By Alex Zalben
Here, Hickman instead tells a story that gets to the heart of who Thor is as a character that you could never tell in the 616 books. This issue, in particular, has some huge, spectacular action sequences, where the usually cerebral and wordy Hickman stands back and lets artist Carlos Pancheo stretch his ample muscles, drawing waves of Nazi soldiers and frost giants invading Asgard, Thor’s home. It’s a stunning looking book with some real emotion in it, and possibly the best thing Hickman has written since moving to the mainstream. At least, it’s the most balanced in terms of ideas, action, emotion, and plot.
One last little note: three issues in, and we still haven’t seen the face of the physician who is treating Thor in the modern day, Dr. Donald Blake. Wonder what that’s about? Hmmm…
Recommendation: Read It!
New Mutants #20: Zeb Wells has created a slow simmer of a story on this title, which probably hasn’t helped its status as the third (or fourth or fifth) tier X-Men book. Heck, I’m a huge New Mutants fan, and even I wasn’t totally on board for the first ten issues or so. But holy heck is it firing on all cylinders now, to mix a metaphor.
For the past few issues, a military group stranded in the demon realm of Limbo has waged war on the New Mutants, and it looks like – for the most part – they won. Their purpose? To put together the bloodstone amulet, and wreak vengeance on the demons who have tortured them for years.
As you can probably tell from this description, and one of the other things that’s hurt the title, is that it’s for diehard fans only. I’ve read almost every New Mutants story, probably ever, as well as anything that ties into Limbo (my favorite storyline of all time is probably the Inferno crossover from the ‘90s), so for me, this is like candy. For an outside reader? Not sure how the story will work, particularly as we’re playing on plot points from nearly twenty years ago now.
But for this diehard fan? This title has never been better than it has been for the past few issues. I thought the last arc was exciting, balls to the wall action. I was wrong. Leonard Kirk and Andrew Currie draw at least two spectacular splash pages in here that stopped me in my tracks. Plus, there’s a fantastic cliffhanger that ties all the way back to the first issue of this series (see what I mean about the slow simmer, and only for diehards?).

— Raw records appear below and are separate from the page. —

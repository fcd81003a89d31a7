//! Resolution and request-scoped caching of the two key layers.
//!
//! A [`KeyMaterialProvider`] belongs to exactly one request. Its cache is
//! bucketed by [`TenantContext`] and lives in a `RefCell`, which makes the
//! provider `!Sync`: it cannot be shared between concurrently running
//! requests.

use crate::error::{CryptoError, CryptoResult};
use crate::key::DerivedKey;
use crate::kms::{KeyManagementService, KmsResult};
use phivault_types::TenantContext;
use std::cell::RefCell;
use std::collections::HashMap;
use std::sync::atomic::{AtomicUsize, Ordering};
use std::sync::mpsc::{self, RecvTimeoutError};
use std::sync::Arc;
use std::time::Duration;
use tracing::{debug, warn};

/// Reference to a wrapped layer-2 key, as carried inside an envelope.
#[derive(Clone, Debug, PartialEq, Eq, Hash)]
pub struct Layer2Ref {
    pub key_id: String,
    pub wrapped_dek: Vec<u8>,
}

/// Unwrapped layer-2 key together with the reference it came from.
#[derive(Clone, Debug)]
pub struct Layer2Handle {
    pub(crate) key_ref: Layer2Ref,
    pub(crate) dek: DerivedKey,
}

impl Layer2Handle {
    pub fn key_id(&self) -> &str {
        &self.key_ref.key_id
    }

    pub fn key_ref(&self) -> &Layer2Ref {
        &self.key_ref
    }
}

/// Both key layers for one operation.
#[derive(Clone, Debug)]
pub struct KeyMaterial {
    pub(crate) layer1: DerivedKey,
    pub(crate) layer2: Layer2Handle,
}

impl KeyMaterial {
    /// Assembles key material directly. Intended for tests and tools that
    /// manage keys outside a provider.
    pub fn new(layer1: DerivedKey, key_ref: Layer2Ref, dek: DerivedKey) -> Self {
        Self {
            layer1,
            layer2: Layer2Handle { key_ref, dek },
        }
    }

    pub fn layer1(&self) -> &DerivedKey {
        &self.layer1
    }

    pub fn layer2(&self) -> &Layer2Handle {
        &self.layer2
    }
}

/// What the key material is needed for.
#[derive(Clone, Copy, Debug)]
pub enum FieldPurpose<'a> {
    /// Encrypting new values: uses the context's active DEK, minting one on
    /// first use.
    Write,
    /// Computing blind indexes. Resolves the same material as `Write`, so a
    /// record is either fully encryptable and indexable or not at all.
    Index,
    /// Decrypting a stored value sealed under the referenced DEK.
    Read(&'a Layer2Ref),
}

/// Default cap on KMS worker threads alive at once.
pub const DEFAULT_MAX_KMS_WORKERS: usize = 16;

/// Caps the worker threads used for KMS calls.
///
/// A timed-out call cannot be cancelled, so its worker keeps running until
/// the KMS answers. Once `limit` workers are alive, further calls fail with
/// `KeyUnavailable` instead of spawning another thread. Clones share the
/// same count.
#[derive(Clone, Debug)]
pub struct KmsWorkerPool {
    live: Arc<AtomicUsize>,
    limit: usize,
}

impl KmsWorkerPool {
    pub fn new(limit: usize) -> Self {
        Self {
            live: Arc::new(AtomicUsize::new(0)),
            limit: limit.max(1),
        }
    }

    /// Workers currently running, including ones whose caller timed out.
    pub fn live(&self) -> usize {
        self.live.load(Ordering::SeqCst)
    }

    pub fn limit(&self) -> usize {
        self.limit
    }

    fn reserve(&self) -> Option<WorkerSlot> {
        self.live
            .fetch_update(Ordering::SeqCst, Ordering::SeqCst, |live| {
                (live < self.limit).then_some(live + 1)
            })
            .ok()
            .map(|_| WorkerSlot(Arc::clone(&self.live)))
    }

    /// Runs one KMS call on a worker thread and waits at most `timeout`.
    ///
    /// Failures and timeouts both surface as `KeyUnavailable`; nothing is
    /// retried here.
    fn call<T, F>(&self, timeout: Duration, op: &'static str, call: F) -> CryptoResult<T>
    where
        T: Send + 'static,
        F: FnOnce() -> KmsResult<T> + Send + 'static,
    {
        let slot = self.reserve().ok_or_else(|| {
            warn!(op, limit = self.limit, "kms worker limit reached");
            CryptoError::KeyUnavailable(format!(
                "{op}: {} kms calls still pending",
                self.limit
            ))
        })?;

        let (tx, rx) = mpsc::sync_channel(1);
        std::thread::Builder::new()
            .name("phivault-kms".to_string())
            .spawn(move || {
                let _slot = slot;
                let _ = tx.send(call());
            })
            .map_err(|e| CryptoError::KeyUnavailable(format!("{op}: cannot start kms worker: {e}")))?;

        match rx.recv_timeout(timeout) {
            Ok(Ok(value)) => Ok(value),
            Ok(Err(e)) => Err(CryptoError::KeyUnavailable(format!("{op}: {e}"))),
            Err(RecvTimeoutError::Timeout) => {
                warn!(op, timeout_ms = timeout.as_millis() as u64, "kms call timed out");
                Err(CryptoError::KeyUnavailable(format!(
                    "{op} timed out after {}ms",
                    timeout.as_millis()
                )))
            }
            Err(RecvTimeoutError::Disconnected) => Err(CryptoError::KeyUnavailable(format!(
                "{op}: kms worker exited without a result"
            ))),
        }
    }
}

impl Default for KmsWorkerPool {
    fn default() -> Self {
        Self::new(DEFAULT_MAX_KMS_WORKERS)
    }
}

/// Releases a worker reservation when the worker finishes, even by panic.
struct WorkerSlot(Arc<AtomicUsize>);

impl Drop for WorkerSlot {
    fn drop(&mut self) {
        self.0.fetch_sub(1, Ordering::SeqCst);
    }
}

#[derive(Default)]
struct ContextKeys {
    active: Option<Layer2Handle>,
    unwrapped: HashMap<Layer2Ref, DerivedKey>,
}

/// Resolves [`KeyMaterial`] for a tenant context.
pub struct KeyMaterialProvider {
    layer1: Option<DerivedKey>,
    kms: Arc<dyn KeyManagementService>,
    kms_timeout: Duration,
    workers: KmsWorkerPool,
    cache: RefCell<HashMap<TenantContext, ContextKeys>>,
}

impl KeyMaterialProvider {
    /// `layer1` is the process-held application key; `None` means it was not
    /// configured and every resolution fails with `KeyUnavailable`.
    pub fn new(
        layer1: Option<DerivedKey>,
        kms: Arc<dyn KeyManagementService>,
        kms_timeout: Duration,
    ) -> Self {
        Self {
            layer1,
            kms,
            kms_timeout,
            workers: KmsWorkerPool::default(),
            cache: RefCell::new(HashMap::new()),
        }
    }

    /// Shares a worker pool, so the cap holds across providers.
    pub fn with_workers(mut self, workers: KmsWorkerPool) -> Self {
        self.workers = workers;
        self
    }

    pub fn resolve(&self, ctx: &TenantContext, purpose: FieldPurpose<'_>) -> CryptoResult<KeyMaterial> {
        let layer1 = self
            .layer1
            .clone()
            .ok_or_else(|| CryptoError::KeyUnavailable("application key not configured".to_string()))?;

        let layer2 = match purpose {
            FieldPurpose::Write | FieldPurpose::Index => self.active_handle(ctx)?,
            FieldPurpose::Read(key_ref) => self.unwrapped_handle(ctx, key_ref)?,
        };

        Ok(KeyMaterial { layer1, layer2 })
    }

    /// Drops all cached material for `ctx`.
    pub fn purge(&self, ctx: &TenantContext) {
        if self.cache.borrow_mut().remove(ctx).is_some() {
            debug!(context = %ctx, "purged cached key material");
        }
    }

    /// Number of contexts with cached material.
    pub fn cached_contexts(&self) -> usize {
        self.cache.borrow().len()
    }

    fn active_handle(&self, ctx: &TenantContext) -> CryptoResult<Layer2Handle> {
        if let Some(handle) = self
            .cache
            .borrow()
            .get(ctx)
            .and_then(|keys| keys.active.clone())
        {
            return Ok(handle);
        }

        let kms = Arc::clone(&self.kms);
        let scope = ctx.label();
        let data_key = self.workers.call(self.kms_timeout, "generate_data_key", move || {
            kms.generate_data_key(&scope)
        })?;

        let key_ref = Layer2Ref {
            key_id: data_key.key_id,
            wrapped_dek: data_key.wrapped,
        };
        let handle = Layer2Handle {
            key_ref: key_ref.clone(),
            dek: data_key.plaintext,
        };
        debug!(context = %ctx, key_id = %key_ref.key_id, "minted data key");

        let mut cache = self.cache.borrow_mut();
        let keys = cache.entry(ctx.clone()).or_default();
        keys.unwrapped.insert(key_ref, handle.dek.clone());
        keys.active = Some(handle.clone());
        Ok(handle)
    }

    fn unwrapped_handle(&self, ctx: &TenantContext, key_ref: &Layer2Ref) -> CryptoResult<Layer2Handle> {
        if let Some(dek) = self
            .cache
            .borrow()
            .get(ctx)
            .and_then(|keys| keys.unwrapped.get(key_ref).cloned())
        {
            return Ok(Layer2Handle {
                key_ref: key_ref.clone(),
                dek,
            });
        }

        let kms = Arc::clone(&self.kms);
        let scope = ctx.label();
        let key_id = key_ref.key_id.clone();
        let wrapped = key_ref.wrapped_dek.clone();
        let dek = self.workers.call(self.kms_timeout, "unwrap_data_key", move || {
            kms.unwrap_data_key(&key_id, &wrapped, &scope)
        })?;

        self.cache
            .borrow_mut()
            .entry(ctx.clone())
            .or_default()
            .unwrapped
            .insert(key_ref.clone(), dek.clone());

        Ok(Layer2Handle {
            key_ref: key_ref.clone(),
            dek,
        })
    }
}
//! Model error types.

use thiserror::Error;

/// Errors raised while declaring encrypted fields.
#[derive(Debug, Clone, PartialEq, Eq, Error)]
pub enum RegistryError {
    #[error("entity type name must not be empty")]
    EmptyEntityType,

    #[error("{entity_type}: field name must not be empty")]
    EmptyFieldName { entity_type: String },

    #[error("{entity_type}: field {field} declared twice")]
    DuplicateField { entity_type: String, field: String },

    #[error("{entity_type}: searchable field {field} has an empty index name")]
    EmptyIndexName { entity_type: String, field: String },

    #[error("{entity_type}: index {index} used by more than one field")]
    DuplicateIndex { entity_type: String, index: String },

    #[error("{entity_type}: previously registered field {field} is missing")]
    FieldRemoved { entity_type: String, field: String },

    #[error("{entity_type}: field {field} cannot change required from {was} to {now}")]
    RequiredChanged {
        entity_type: String,
        field: String,
        was: bool,
        now: bool,
    },

    #[error("{entity_type}: field {field} cannot change its index")]
    IndexChanged { entity_type: String, field: String },
}

/// Errors raised when converting between typed models and records.
#[derive(Debug, Clone, PartialEq, Eq, Error)]
pub enum ModelError {
    #[error("expected entity type {expected}, got {actual}")]
    WrongEntityType { expected: String, actual: String },

    #[error("required field {0} is missing")]
    MissingField(String),
}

This title makes me giddy, but let’s be honest: it may not be for everyone. Because I’ve been lying to you otherwise. FYI.
Recommendation: Buy It (for fans)! For everyone else, Read It, and let me know whether you understand what the heck is going on.
It’s a bit of a let-down, after the cerebral, dense plotting of the first issue to get a break-out so soon, rather than spending some time with Osborn in prison, out of his element, and meeting his fellow super villain prisoners. At least, it would be if this issue wasn’t so tautly plotted by Kelly Sue DeConnick. Where the first issue was the psychological thriller, this issue focuses far more on action and moving the plot forward. Also, curiously, whereas we barely got any words and screen time from the title character in issue one, the focus is almost entirely on the Green Goblin himself.
Also a little bit of a let down is the art by Emma Rios – but that’s only because it was so dazzling in issue one. Here, we get a few interestingly structured pages of a prison guard going mad that were a little too muddy for my tastes, but otherwise, a very straightforward panel structure throughout the issue. Don’t get me wrong: Rios is one of the best artists working today, and her characters look like they were almost poured on the page, rather than stiffly drawn in the superhero style. It’s just tough to follow up on one of the best first issues I’ve read in ages.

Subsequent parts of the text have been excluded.